0.6572769953051644 0.5384615384615384


In [7]:
from scipy.stats import ttest_ind

# 2. t-test

result = ttest_ind(y_train, y_test)
print(result.pvalue)
print(result.statistic)

0.010946905364189472
2.5527999897365663


> 透過將random_state設定，找到P(Y)是有差距的樣本，可以去發現其$p_{value}$ < 0.05, 是拒絕$H_{0}$的，有產生data shift

In [8]:
# 此時透過模型去預測看看

rf = RandomForestClassifier()
rf.fit(x_train, y_train)
y_pred = rf.predict(x_train)
acc_train = accuracy_score(y_train, y_pred)

y_pred_test= rf.predict(x_test)
acc_test = accuracy_score(y_test, y_pred_test)

print(acc_train, acc_test)

1.0 0.951048951048951


### 3. Concept drift
公式定義
$$P(Y|X)_{train} \neq P(Y|X)_{test}$$
Concept drift 可能發生於季節因素，Concept drift 尤其容易發生於時間相關的資料。
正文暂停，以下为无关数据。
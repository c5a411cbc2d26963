//! Handle de processo sobre uma célula compartilhada

use num_complex::Complex64;
use qlink_cell::{CellName, CellRegion, CellSnapshot, CellStore, Disposition, Outcome};
use rand::rngs::StdRng;
use rand::{Rng, SeedableRng};
use std::fmt;
use std::sync::{Arc, Mutex, MutexGuard, PoisonError};
use std::time::Duration;
use tracing::{debug, warn};

use crate::config::{QubitConfig, default_store};
use crate::error::QubitResult;
use crate::gate::Gate;
use crate::monitor::DecoherenceMonitor;
use crate::propagate::{PropagationReport, propagate};

/// Probabilidade de |1⟩ = |β|², limitada a [0, 1] (NaN conta como 0)
pub fn probability_of_one(beta: Complex64) -> f64 {
    let p = beta.norm_sqr();
    if p.is_nan() { 0.0 } else { p.clamp(0.0, 1.0) }
}

/// Por que uma célula colapsou
#[derive(Clone, Copy, Debug, PartialEq, Eq)]
pub(crate) enum CollapseCause {
    Measured,
    Decohered,
}

/// Estado compartilhado entre o handle e o thread do monitor
pub(crate) struct QubitCore {
    name: CellName,
    region: Arc<CellRegion>,
    store: Arc<dyn CellStore>,
    config: QubitConfig,
    /// Lock local: serializa o acesso deste handle à célula e guarda o RNG
    guard: Mutex<StdRng>,
}

impl QubitCore {
    fn lock(&self) -> QubitResult<MutexGuard<'_, StdRng>> {
        Ok(self.guard.lock()?)
    }

    /// Para leituras e para o monitor, um lock envenenado não impede o acesso
    fn lock_lenient(&self) -> MutexGuard<'_, StdRng> {
        self.guard.lock().unwrap_or_else(|poisoned| {
            warn!(cell = %self.name, "local lock poisoned, continuing");
            PoisonError::into_inner(poisoned)
        })
    }

    pub(crate) fn name(&self) -> &CellName {
        &self.name
    }

    /// Amostra, colapsa, força o estado puro e propaga. Chamar com o lock.
    ///
    /// Se uma propagação chegou antes, o valor já gravado vence e nada é
    /// propagado de novo.
    fn collapse_locked(&self, rng: &mut StdRng, cause: CollapseCause) -> Outcome {
        let (_, beta) = self.region.amplitudes();
        let sampled = Outcome::from_bit(rng.gen_bool(probability_of_one(beta)));

        let outcome = self.region.collapse_to(sampled);
        self.region.set_basis_state(outcome);
        self.region.touch(self.config.decohere_timeout_ms);

        if outcome == sampled {
            let links = self.region.links();
            let report = propagate(self.store.as_ref(), &self.name, &links, outcome);
            self.log_collapse(cause, outcome, &report);
        }
        outcome
    }

    fn log_collapse(&self, cause: CollapseCause, outcome: Outcome, report: &PropagationReport) {
        debug!(
            cell = %self.name,
            ?cause,
            %outcome,
            delivered = report.delivered,
            skipped = report.skipped,
            conflicting = report.conflicting,
            "collapsed"
        );
    }

    /// Um passo do monitor de decoerência. Retorna o resultado se colapsou.
    pub(crate) fn decohere_tick(&self) -> Option<Outcome> {
        let mut rng = self.lock_lenient();
        if self.region.measurement().is_measured() {
            return None;
        }
        let timeout = self.region.decohere_timeout_ms();
        if self.region.elapsed_ms() <= timeout {
            return None;
        }
        Some(self.collapse_locked(&mut rng, CollapseCause::Decohered))
    }
}

/// Qubit simulado ligado a uma célula nomeada.
///
/// Todas as operações tomam o lock local do handle. Esse lock não protege
/// contra escritas de propagação vindas de outros handles, que gravam
/// direto no registro.
///
/// Um monitor em segundo plano força o colapso quando o prazo de decoerência
/// expira; ele é parado e aguardado em [`QubitHandle::shutdown`] ou no `Drop`.
pub struct QubitHandle {
    core: Arc<QubitCore>,
    monitor: DecoherenceMonitor,
}

impl QubitHandle {
    /// Abre `name` no store padrão (`ShmStore`)
    pub fn new(name: impl AsRef<str>, config: QubitConfig) -> QubitResult<Self> {
        Self::open(default_store()?, name, config)
    }

    /// Abre ou cria `name` em `store` conforme `config.open_mode`
    pub fn open(store: Arc<dyn CellStore>, name: impl AsRef<str>, config: QubitConfig) -> QubitResult<Self> {
        config.validate()?;
        let name = CellName::new(name.as_ref())?;
        let opened = store.open(&name, config.owner_tag, config.open_mode)?;
        if opened.disposition != Disposition::Attached {
            opened.region.touch(config.decohere_timeout_ms);
        }

        let rng = match config.seed {
            Some(seed) => StdRng::seed_from_u64(seed),
            None => StdRng::from_entropy(),
        };
        let poll_interval = config.poll_interval();

        let core = Arc::new(QubitCore {
            name,
            region: opened.region,
            store,
            config,
            guard: Mutex::new(rng),
        });
        let monitor = DecoherenceMonitor::spawn(Arc::clone(&core), poll_interval)?;

        Ok(Self { core, monitor })
    }

    pub fn name(&self) -> &str {
        self.core.name.as_str()
    }

    pub fn cell_name(&self) -> &CellName {
        &self.core.name
    }

    pub fn config(&self) -> &QubitConfig {
        &self.core.config
    }

    pub fn decohere_timeout(&self) -> Duration {
        self.core.config.decohere_timeout()
    }

    /// Superposição uniforme, não medido, sem links
    pub fn init_superposition(&self) -> QubitResult<()> {
        let _guard = self.core.lock()?;
        let region = &self.core.region;
        region.set_uniform_superposition();
        region.clear_links();
        region.rearm(self.core.config.decohere_timeout_ms);
        Ok(())
    }

    /// Grava as amplitudes como dadas, sem checar normalização
    pub fn set_state(&self, re0: f64, im0: f64, re1: f64, im1: f64) -> QubitResult<()> {
        self.set_amplitudes(Complex64::new(re0, im0), Complex64::new(re1, im1))
    }

    pub fn set_amplitudes(&self, alpha: Complex64, beta: Complex64) -> QubitResult<()> {
        let _guard = self.core.lock()?;
        let region = &self.core.region;
        region.set_amplitudes(alpha, beta);
        region.rearm(self.core.config.decohere_timeout_ms);
        Ok(())
    }

    /// Aplica `gate`; sem efeito se já medido
    pub fn apply_gate(&self, gate: Gate) -> QubitResult<()> {
        let _guard = self.core.lock()?;
        let region = &self.core.region;
        if region.measurement().is_measured() {
            return Ok(());
        }
        let (alpha, beta) = region.amplitudes();
        let (alpha, beta) = gate.apply(alpha, beta);
        region.set_amplitudes(alpha, beta);
        region.touch(self.core.config.decohere_timeout_ms);
        Ok(())
    }

    /// Aplica uma porta pelo símbolo (`H`, `X`, `Z`, ...)
    pub fn apply_gate_symbol(&self, symbol: &str) -> QubitResult<()> {
        self.apply_gate(symbol.parse()?)
    }

    /// Mede a célula. Idempotente: depois do colapso devolve sempre o
    /// mesmo valor, sem reamostrar nem propagar.
    pub fn measure(&self) -> QubitResult<Outcome> {
        let mut rng = self.core.lock()?;
        if let Some(outcome) = self.core.region.measurement().outcome() {
            return Ok(outcome);
        }
        Ok(self.core.collapse_locked(&mut rng, CollapseCause::Measured))
    }

    /// Substitui os links pelos primeiros `LINK_CAPACITY` nomes distintos.
    /// Repetições e o próprio nome do handle são ignorados, na ordem dada.
    /// Retorna quantos foram mantidos.
    pub fn entangle<I, S>(&self, peers: I) -> QubitResult<usize>
    where
        I: IntoIterator<Item = S>,
        S: AsRef<str>,
    {
        let mut names: Vec<CellName> = Vec::with_capacity(qlink_cell::LINK_CAPACITY);
        for peer in peers {
            let name = CellName::new(peer.as_ref())?;
            if name == self.core.name || names.contains(&name) {
                continue;
            }
            if names.len() < qlink_cell::LINK_CAPACITY {
                names.push(name);
            }
        }

        let _guard = self.core.lock()?;
        Ok(self.core.region.set_links(&names))
    }

    /// Membro de grupo: links = `peers`, amplitudes = (1/√2, 1/√2)
    pub(crate) fn join_group(&self, peers: &[CellName]) -> QubitResult<()> {
        let _guard = self.core.lock()?;
        let region = &self.core.region;
        region.set_links(peers);
        region.set_uniform_superposition();
        region.rearm(self.core.config.decohere_timeout_ms);
        Ok(())
    }

    pub fn is_measured(&self) -> bool {
        let _guard = self.core.lock_lenient();
        self.core.region.measurement().is_measured()
    }

    /// Resultado, se já medido
    pub fn measurement(&self) -> Option<Outcome> {
        let _guard = self.core.lock_lenient();
        self.core.region.measurement().outcome()
    }

    pub fn links(&self) -> Vec<CellName> {
        let _guard = self.core.lock_lenient();
        self.core.region.links()
    }

    /// Amplitudes gravadas (podem estar velhas após propagação)
    pub fn amplitudes(&self) -> (Complex64, Complex64) {
        let _guard = self.core.lock_lenient();
        self.core.region.amplitudes()
    }

    pub fn snapshot(&self) -> CellSnapshot {
        let _guard = self.core.lock_lenient();
        self.core.region.snapshot()
    }

    /// Para e aguarda o monitor. Chamado também no `Drop`.
    pub fn shutdown(&mut self) {
        self.monitor.stop();
    }
}

impl fmt::Debug for QubitHandle {
    fn fmt(&self, f: &mut fmt::Formatter<'_>) -> fmt::Result {
        f.debug_struct("QubitHandle")
            .field("name", &self.core.name)
            .field("config", &self.core.config)
            .field("monitor_running", &self.monitor.is_running())
            .finish()
    }
}

impl fmt::Display for QubitHandle {
    fn fmt(&self, f: &mut fmt::Formatter<'_>) -> fmt::Result {
        write!(f, "{}", self.snapshot())
    }
}

impl Drop for QubitHandle {
    fn drop(&mut self) {
        self.monitor.stop();
    }
}

/// Remove a célula `name` do store padrão
pub fn unlink(name: impl AsRef<str>) -> QubitResult<bool> {
    let name = CellName::new(name.as_ref())?;
    Ok(default_store()?.unlink(&name)?)
}

#[cfg(test)]
mod tests {
    use super::*;
    use qlink_cell::MemoryStore;

    #[test]
    fn test_probability_clamped() {
        assert_eq!(probability_of_one(Complex64::new(2.0, 0.0)), 1.0);
        assert_eq!(probability_of_one(Complex64::new(f64::NAN, 0.0)), 0.0);
        assert!((probability_of_one(Complex64::new(0.6, 0.0)) - 0.36).abs() < 1e-12);
    }

    #[test]
    fn test_open_touches_new_cell() {
        let store: Arc<dyn CellStore> = Arc::new(MemoryStore::new());
        let config = QubitConfig::default().with_decohere_timeout(Duration::from_millis(1234));
        let q = QubitHandle::open(store, "fresh", config).unwrap();
        assert_eq!(q.snapshot().decohere_timeout_ms, 1234);
        assert!(!q.is_measured());
    }

    #[test]
    fn test_zero_timeout_is_due_immediately() {
        let store: Arc<dyn CellStore> = Arc::new(MemoryStore::new());
        let config = QubitConfig::default()
            .with_decohere_timeout(Duration::ZERO)
            .with_poll_interval(Duration::from_secs(60));
        let q = QubitHandle::open(store, "instant", config).unwrap();
        q.init_superposition().unwrap();
        std::thread::sleep(Duration::from_millis(5));

        assert!(q.core.decohere_tick().is_some());
        assert!(q.is_measured());
    }

    #[test]
    fn test_reprepare_restarts_deadline() {
        let store: Arc<dyn CellStore> = Arc::new(MemoryStore::new());
        let config = QubitConfig::default()
            .with_decohere_timeout(Duration::from_millis(50))
            .with_poll_interval(Duration::from_secs(60));
        let q = QubitHandle::open(store, "stale", config).unwrap();
        q.measure().unwrap();
        std::thread::sleep(Duration::from_millis(80));

        q.init_superposition().unwrap();
        assert_eq!(q.core.decohere_tick(), None);
        assert!(!q.is_measured());

        q.set_state(0.0, 0.0, 1.0, 0.0).unwrap();
        assert_eq!(q.core.decohere_tick(), None);
        assert!(!q.is_measured());
    }

    #[test]
    fn test_invalid_name_is_validation() {
        let store: Arc<dyn CellStore> = Arc::new(MemoryStore::new());
        let err = QubitHandle::open(store, "a/b", QubitConfig::default()).unwrap_err();
        assert!(err.is_validation());
    }
}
舉例來說，可能有一個ML模型想要去fit 給定一段時間的銷售資料，銷售資料可能有daily、weekly、monthly、yearly等pattern，如果模型沒有把這些考慮進去，可能不會fit得很好。要解決這個問題，我們可以重新處理資料，著手於資料的定態(stationary)部分，或者用time-series、cross-validation去解決。
![image.png](attachment:image.png)
步驟
1. 將資料集透過時間切分。
2. 透過模型去預測得到cross-validation score，判斷是否有顯著差異。

In [14]:
from sklearn.model_selection import TimeSeriesSplit, cross_val_score
from sklearn.linear_model import LogisticRegression
time_split = TimeSeriesSplit(n_splits=10)
logit = LogisticRegression(C=1, random_state=222, solver='liblinear')   # solver: optimization 選擇
cv_scores = cross_val_score(estimator=logit, X=x_train, y=y_train, cv=time_split, scoring='roc_auc', n_jobs=1)
cv_scores

array([0.98467433, 0.98611111, 1.        , 0.875     , 0.97681159,
       1.        , 0.9942029 , 0.95384615, 0.99679487, 0.99702381])

## 總結
- data shift較常發生於tabular data中，像是圖片相關的比較穩定，因為拍照出來的資料如果是動物，那麼動物不太容易短時間內產生劇烈變化，而tabular data常常是由人生成的，人的行為常常因為某些事情發生劇烈影響，如Covid-19對各產業的衝擊，那段時間收集到的資料可能也會產生劇烈變化，模型也會產生degrade。
- 那麼要怎麼去決定re-train的時間呢 ?這是一個不容易回答的問題，根據領域、資料類型、模型、訓練成本等等，都會有daily to yearly的不同。但最基本可以使用monitor監測model是否degrade，只要degrade就幾乎需要re-train，而偵測data shift就可以很好地幫助去檢測。